Le nombre de morts dû au covid-19 témoignera de la vulnérabilité élevée de la France. D’une part, notre pays n’a pas su anticiper un risque pourtant présent dans toute analyse prospective[2]. D’autre part, ses dirigeants ont refusé de considérer les éléments protecteurs essentiels, soit les masques et les tests, outre le contrôle sanitaire aux frontières. Ils se sont donc contentés d’une stratégie défensive, celle du confinement strict. Enfermés dans des logiques administratives n’impliquant que les lourdes administrations d’État, ils n’ont pas su mobiliser, voire réquisitionner, toutes les entreprises pouvant adapter leur production pour fournir le matériel indispensable aux médecins de ville, aux soignants des hôpitaux, aux intervenants auprès des personnes âgées… D’où par exemple, sans que l’on dispose des chiffres précis, plusieurs dizaines de décès parmi les professionnels de santé.

Quant à l’interprétation selon laquelle le covid-19 aurait des effets mortifères plus aggravés sur les personnes âgées que sur les personnes plus jeunes, elle demeure discutable, tout simplement parce que, dans toutes ses principales causes, le risque de mortalité augmente avec l’âge.
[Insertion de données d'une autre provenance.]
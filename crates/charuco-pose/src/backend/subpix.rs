//! Gradient-based sub-pixel corner refinement.
//!
//! For a true corner `q`, every image gradient `g(p)` in a window around it is
//! orthogonal to `p - q`. Summing `g gᵀ (p - q) = 0` over the window gives a
//! 2x2 linear system for `q`, which is re-solved around the new estimate until
//! the update becomes small.

use charuco_pose_core::{sample_bilinear, GrayImageView};
use nalgebra::{Matrix2, Point2, Vector2};

/// Refinement window and stopping criteria.
#[derive(Clone, Copy, Debug, PartialEq)]
pub struct SubpixParams {
    /// Window spans `[-half_window, half_window]` pixels in both axes.
    pub half_window: usize,
    pub max_iterations: usize,
    /// Stop when an update moves the estimate less than this many pixels.
    pub epsilon: f64,
}

impl Default for SubpixParams {
    fn default() -> Self {
        Self {
            half_window: 5,
            max_iterations: 100,
            epsilon: 0.01,
        }
    }
}

/// Refine `seed` towards the nearest chessboard-style corner.
///
/// Returns `seed` unchanged when the window carries no usable gradient
/// structure or when the estimate leaves the window.
pub fn refine_corner_subpix(
    image: &GrayImageView<'_>,
    seed: Point2<f64>,
    params: &SubpixParams,
) -> Point2<f64> {
    let half = params.half_window.max(1) as i64;
    // Gaussian weights, sigma = half window.
    let inv_two_sigma2 = 1.0 / (2.0 * (half * half) as f64);

    let mut q = seed;
    for _ in 0..params.max_iterations.max(1) {
        let mut a = Matrix2::<f64>::zeros();
        let mut b = Vector2::<f64>::zeros();

        for dy in -half..=half {
            for dx in -half..=half {
                let px = q.x + dx as f64;
                let py = q.y + dy as f64;
                let gx = 0.5 * (sample_bilinear(image, px + 1.0, py) - sample_bilinear(image, px - 1.0, py));
                let gy = 0.5 * (sample_bilinear(image, px, py + 1.0) - sample_bilinear(image, px, py - 1.0));
                let w = (-((dx * dx + dy * dy) as f64) * inv_two_sigma2).exp();

                let gxx = w * gx * gx;
                let gxy = w * gx * gy;
                let gyy = w * gy * gy;
                a[(0, 0)] += gxx;
                a[(0, 1)] += gxy;
                a[(1, 0)] += gxy;
                a[(1, 1)] += gyy;
                b[0] += gxx * px + gxy * py;
                b[1] += gxy * px + gyy * py;
            }
        }

        let trace = a[(0, 0)] + a[(1, 1)];
        if trace <= f64::EPSILON || a.determinant().abs() <= 1e-9 * trace * trace {
            return seed;
        }
        let Some(inv) = a.try_inverse() else {
            return seed;
        };
        let next = inv * b;
        let next = Point2::new(next[0], next[1]);
        let step = (next - q).norm();
        q = next;
        if step < params.epsilon {
            break;
        }
    }

    if !q.x.is_finite() || !q.y.is_finite() || (q - seed).amax() > half as f64 {
        return seed;
    }
    q
}

#[cfg(test)]
mod tests {
    use super::*;
    use charuco_pose_core::GrayImage;

    /// 40x40 image with dark top-left/bottom-right quadrants; the intensity
    /// step sits between pixels 19 and 20 in both axes.
    fn quadrant_image() -> GrayImage {
        let mut img = GrayImage::new(40, 40, 0);
        for y in 0..40 {
            for x in 0..40 {
                let dark = (x < 20) == (y < 20);
                img.data[y * 40 + x] = if dark { 20 } else { 230 };
            }
        }
        img
    }

    #[test]
    fn converges_to_quadrant_corner() {
        let img = quadrant_image();
        let refined = refine_corner_subpix(&img.view(), Point2::new(17.2, 21.6), &SubpixParams::default());
        assert!((refined.x - 19.5).abs() < 0.5, "x = {}", refined.x);
        assert!((refined.y - 19.5).abs() < 0.5, "y = {}", refined.y);
    }

    #[test]
    fn flat_image_keeps_seed() {
        let img = GrayImage::new(30, 30, 128);
        let seed = Point2::new(12.3, 14.7);
        assert_eq!(refine_corner_subpix(&img.view(), seed, &SubpixParams::default()), seed);
    }

    #[test]
    fn single_edge_is_degenerate() {
        let mut img = GrayImage::new(30, 30, 40);
        for y in 0..30 {
            for x in 15..30 {
                img.data[y * 30 + x] = 200;
            }
        }
        let seed = Point2::new(14.0, 15.0);
        assert_eq!(refine_corner_subpix(&img.view(), seed, &SubpixParams::default()), seed);
    }
}
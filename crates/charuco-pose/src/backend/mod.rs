//! Fiducial backend boundary.
//!
//! The pipeline talks to marker detection, marker refinement, board corner
//! interpolation and pose estimation only through [`FiducialBackend`]. The
//! crate ships [`NativeBackend`], which implements everything except raw
//! marker candidate detection on top of a pluggable [`MarkerDetector`].

mod interpolate;
mod native;
mod refine;
mod subpix;

pub use native::NativeBackend;
pub use subpix::{refine_corner_subpix, SubpixParams};

use crate::board::CharucoBoard;
use crate::dictionary::DictionarySpec;
use crate::params::DetectorParams;
use charuco_pose_core::{BoardPose, CameraIntrinsics, GrayImageView, ImageError};
use nalgebra::Point2;
use std::collections::HashSet;

/// Four image corners of a marker or candidate, in detector order.
pub type Quad = [Point2<f64>; 4];

/// Output of a marker detection pass.
#[derive(Clone, Debug, Default, PartialEq)]
pub struct MarkerDetections {
    pub ids: Vec<i32>,
    /// One quad per id, same order.
    pub corners: Vec<Quad>,
    /// Quads that looked like markers but did not decode.
    pub rejected: Vec<Quad>,
}

impl MarkerDetections {
    pub fn is_empty(&self) -> bool {
        self.ids.is_empty()
    }

    /// Drop repeated ids, keeping the first occurrence.
    pub fn dedup_ids(&mut self) {
        let mut seen = HashSet::with_capacity(self.ids.len());
        let (ids, corners) = self
            .ids
            .iter()
            .copied()
            .zip(self.corners.iter().copied())
            .filter(|(id, _)| seen.insert(*id))
            .unzip();
        self.ids = ids;
        self.corners = corners;
    }
}

/// Interpolated chessboard corners, sorted by corner id.
#[derive(Clone, Debug, Default, PartialEq)]
pub struct BoardCorners {
    pub ids: Vec<u32>,
    pub corners: Vec<Point2<f64>>,
}

impl BoardCorners {
    pub fn len(&self) -> usize {
        self.ids.len()
    }

    pub fn is_empty(&self) -> bool {
        self.ids.is_empty()
    }
}

/// Failure inside a backend call.
#[derive(thiserror::Error, Debug)]
pub enum BackendError {
    #[error("marker detection failed: {0}")]
    Detection(String),
    #[error("dictionary {0:?} is not supported by this detector")]
    UnsupportedDictionary(DictionarySpec),
    #[error("detector returned {ids} ids but {corners} corner quads")]
    MismatchedDetections { ids: usize, corners: usize },
    #[error(transparent)]
    Image(#[from] ImageError),
}

/// Raw marker candidate detection and decoding.
pub trait MarkerDetector {
    fn detect(
        &self,
        image: &GrayImageView<'_>,
        dictionary: &DictionarySpec,
        params: &DetectorParams,
    ) -> Result<MarkerDetections, BackendError>;
}

impl<T: MarkerDetector + ?Sized> MarkerDetector for &T {
    fn detect(
        &self,
        image: &GrayImageView<'_>,
        dictionary: &DictionarySpec,
        params: &DetectorParams,
    ) -> Result<MarkerDetections, BackendError> {
        (**self).detect(image, dictionary, params)
    }
}

/// The four capabilities the detection pipeline sequences.
pub trait FiducialBackend {
    /// Find and decode markers of the board's dictionary.
    fn detect_markers(
        &self,
        image: &GrayImageView<'_>,
        board: &CharucoBoard,
        params: &DetectorParams,
    ) -> Result<MarkerDetections, BackendError>;

    /// Recover board markers missed by detection from the rejected candidates.
    fn refine_markers(
        &self,
        image: &GrayImageView<'_>,
        board: &CharucoBoard,
        detections: &mut MarkerDetections,
        camera: &CameraIntrinsics,
    ) -> Result<(), BackendError>;

    /// Locate chessboard corners from the detected markers.
    fn interpolate_board_corners(
        &self,
        image: &GrayImageView<'_>,
        board: &CharucoBoard,
        detections: &MarkerDetections,
        camera: Option<&CameraIntrinsics>,
    ) -> Result<BoardCorners, BackendError>;

    /// Board pose from interpolated corners; `Ok(None)` when not recoverable.
    fn estimate_board_pose(
        &self,
        board: &CharucoBoard,
        corners: &BoardCorners,
        camera: &CameraIntrinsics,
    ) -> Result<Option<BoardPose>, BackendError>;
}

#[cfg(test)]
mod tests {
    use super::*;

    fn quad(v: f64) -> Quad {
        [Point2::new(v, v); 4]
    }

    #[test]
    fn dedup_keeps_first_occurrence() {
        let mut det = MarkerDetections {
            ids: vec![3, 1, 3, 2, 1],
            corners: vec![quad(0.0), quad(1.0), quad(2.0), quad(3.0), quad(4.0)],
            rejected: vec![quad(9.0)],
        };
        det.dedup_ids();
        assert_eq!(det.ids, vec![3, 1, 2]);
        assert_eq!(det.corners, vec![quad(0.0), quad(1.0), quad(3.0)]);
        assert_eq!(det.rejected.len(), 1);
    }
}
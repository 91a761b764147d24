//! Event handling for one camera stream.
//!
//! Calibration events go to the [`IntrinsicsStore`]; image events run the
//! pipeline once intrinsics are known and publish pose, transform and overlay
//! when a pose was found. Per-frame failures are logged and reported as a
//! [`FrameOutcome`], never propagated.

use crate::backend::FiducialBackend;
use crate::frame::{FrameError, ImageFrame};
use crate::outputs::{
    PoseSink, PoseStamped, StampedImage, TransformSink, TransformStamped, VisualizationSink,
};
use crate::pipeline::{CharucoPipeline, PipelineError};
use crate::store::{CameraInfo, IntrinsicsStore};
use charuco_pose_core::{encode_pose, CameraIntrinsics, GrayImageView, ImageError};
use std::any::Any;
use std::panic::{self, AssertUnwindSafe};
use std::sync::atomic::{AtomicU64, Ordering};
use std::sync::Arc;

#[cfg(feature = "tracing")]
use tracing::instrument;

/// Default child frame of the published transform.
pub const DEFAULT_TF_FRAME: &str = "charuco";

/// Non-fatal conditions raised while handling events.
#[derive(Clone, Debug, PartialEq, Eq)]
pub enum Notice {
    /// Image arrived before any valid calibration.
    UncalibratedInput,
    /// Calibration with an all-zero intrinsic matrix.
    InvalidCalibration,
    /// Conversion, detection or pose estimation failed for one frame.
    DetectionFailure(String),
}

#[derive(thiserror::Error, Debug)]
enum FrameFailure {
    #[error(transparent)]
    Frame(#[from] FrameError),
    #[error(transparent)]
    Image(#[from] ImageError),
    #[error(transparent)]
    Pipeline(#[from] PipelineError),
}

#[derive(Clone, Debug, PartialEq, Eq)]
pub enum FrameOutcome {
    /// Not processed.
    Dropped(Notice),
    /// Processed; no pose, nothing emitted.
    NoPose,
    /// Pose, transform and overlay emitted.
    Published,
    /// Processing failed; nothing emitted.
    Skipped(Notice),
}

#[derive(Clone, Debug, PartialEq, Eq)]
pub enum CalibrationOutcome {
    Accepted,
    Rejected(Notice),
}

/// Running totals of notices raised by an orchestrator.
#[derive(Debug, Default)]
pub struct NoticeCounters {
    uncalibrated: AtomicU64,
    invalid_calibration: AtomicU64,
    detection_failures: AtomicU64,
}

impl NoticeCounters {
    fn record(&self, notice: &Notice) {
        let counter = match notice {
            Notice::UncalibratedInput => &self.uncalibrated,
            Notice::InvalidCalibration => &self.invalid_calibration,
            Notice::DetectionFailure(_) => &self.detection_failures,
        };
        counter.fetch_add(1, Ordering::Relaxed);
    }

    pub fn uncalibrated(&self) -> u64 {
        self.uncalibrated.load(Ordering::Relaxed)
    }

    pub fn invalid_calibration(&self) -> u64 {
        self.invalid_calibration.load(Ordering::Relaxed)
    }

    pub fn detection_failures(&self) -> u64 {
        self.detection_failures.load(Ordering::Relaxed)
    }

    pub fn total(&self) -> u64 {
        self.uncalibrated() + self.invalid_calibration() + self.detection_failures()
    }
}

/// Output sinks of an orchestrator.
pub struct Sinks {
    pub pose: Box<dyn PoseSink + Send + Sync>,
    pub transform: Box<dyn TransformSink + Send + Sync>,
    pub visualization: Box<dyn VisualizationSink + Send + Sync>,
}

impl Sinks {
    pub fn new(
        pose: impl PoseSink + Send + Sync + 'static,
        transform: impl TransformSink + Send + Sync + 'static,
        visualization: impl VisualizationSink + Send + Sync + 'static,
    ) -> Self {
        Self {
            pose: Box::new(pose),
            transform: Box::new(transform),
            visualization: Box::new(visualization),
        }
    }
}

/// Reacts to calibration and image events of one camera.
///
/// Both handlers take `&self`, so calibration updates may arrive on another
/// thread while a frame is being processed.
pub struct FrameOrchestrator<B> {
    pipeline: CharucoPipeline<B>,
    store: Arc<IntrinsicsStore>,
    tf_frame: String,
    sinks: Sinks,
    notices: NoticeCounters,
}

impl<B: FiducialBackend> FrameOrchestrator<B> {
    pub fn new(
        pipeline: CharucoPipeline<B>,
        store: Arc<IntrinsicsStore>,
        tf_frame: impl Into<String>,
        sinks: Sinks,
    ) -> Self {
        Self {
            pipeline,
            store,
            tf_frame: tf_frame.into(),
            sinks,
            notices: NoticeCounters::default(),
        }
    }

    pub fn pipeline(&self) -> &CharucoPipeline<B> {
        &self.pipeline
    }

    pub fn store(&self) -> &Arc<IntrinsicsStore> {
        &self.store
    }

    pub fn tf_frame(&self) -> &str {
        &self.tf_frame
    }

    pub fn notices(&self) -> &NoticeCounters {
        &self.notices
    }

    fn raise(&self, notice: Notice) -> Notice {
        self.notices.record(&notice);
        notice
    }

    pub fn on_camera_info(&self, info: &CameraInfo) -> CalibrationOutcome {
        if self.store.update(info) {
            CalibrationOutcome::Accepted
        } else {
            CalibrationOutcome::Rejected(self.raise(Notice::InvalidCalibration))
        }
    }

    #[cfg_attr(
        feature = "tracing",
        instrument(level = "debug", skip_all, fields(stamp_ns = frame.header.stamp_ns))
    )]
    pub fn on_image(&self, frame: &ImageFrame) -> FrameOutcome {
        let Some(camera) = self.store.current() else {
            log::warn!("no camera calibration received yet, dropping frame");
            return FrameOutcome::Dropped(self.raise(Notice::UncalibratedInput));
        };

        // A panicking collaborator costs one frame, not the stream.
        let reason = match panic::catch_unwind(AssertUnwindSafe(|| self.process(frame, &camera))) {
            Ok(Ok(outcome)) => return outcome,
            Ok(Err(err)) => err.to_string(),
            Err(payload) => format!("detection panicked: {}", panic_message(payload.as_ref())),
        };
        log::warn!("skipping frame {}: {reason}", frame.header.stamp_ns);
        FrameOutcome::Skipped(self.raise(Notice::DetectionFailure(reason)))
    }

    fn process(
        &self,
        frame: &ImageFrame,
        camera: &CameraIntrinsics,
    ) -> Result<FrameOutcome, FrameFailure> {
        let gray = frame.to_grayscale()?;
        let view = GrayImageView::new(gray.width() as usize, gray.height() as usize, gray.as_raw())?;
        let result = self.pipeline.detect(&view, Some(camera), true)?;

        if !result.pose_valid {
            log::debug!(
                "frame {}: {} markers, {} corners, no pose",
                frame.header.stamp_ns,
                result.marker_ids.len(),
                result.interpolated_board_corners.len()
            );
            return Ok(FrameOutcome::NoPose);
        }

        let pose = PoseStamped {
            header: frame.header.clone(),
            pose: encode_pose(&result.rotation, &result.translation),
        };
        self.sinks.pose.publish_pose(&pose);
        self.sinks
            .transform
            .publish_transform(&TransformStamped::from_pose(&pose, self.tf_frame.clone()));
        if let Some(image) = result.visualization {
            self.sinks.visualization.publish_visualization(&StampedImage {
                header: frame.header.clone(),
                image,
            });
        }
        Ok(FrameOutcome::Published)
    }
}

fn panic_message(payload: &(dyn Any + Send)) -> &str {
    if let Some(msg) = payload.downcast_ref::<&str>() {
        msg
    } else if let Some(msg) = payload.downcast_ref::<String>() {
        msg
    } else {
        "unknown panic"
    }
}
In fine, les effets démographiques du covid-19 et de la seule réponse véritablement apportée, le confinement, vont être considérables. Ils ne portent pas seulement sur la mortalité et sur l’économie avec la mise au chômage partiel de 10 millions d’actifs. En effet, on oublie d’ajouter toutes les conséquences sur la nuptialité et la natalité qui vont exercer des effets durables. Car la façon dont a été traitée cette pandémie va profondément modifier la pyramide des âges de la France non seulement pour les générations âgées, mais également pour les populations les plus jeunes. En effet, une épidémie qui tue logiquement des personnes âgées empêche aussi des enfants de naître car il ne faut jamais oublier les effets des épidémies sur la natalité, avec des conséquences qui vont s’exercer sur plusieurs décennies.


[1] Dumont Gérard-François, Montenay, Yves, « Le dernier bilan de la canicule : un pic historique et une géographie précise », Population & Avenir, n° 668, mai-juin 2004.

[2] Dumont, Gérard-François, Géographie des populations. Concepts, dynamiques, prospectives, Paris, Armand Colin, 2018.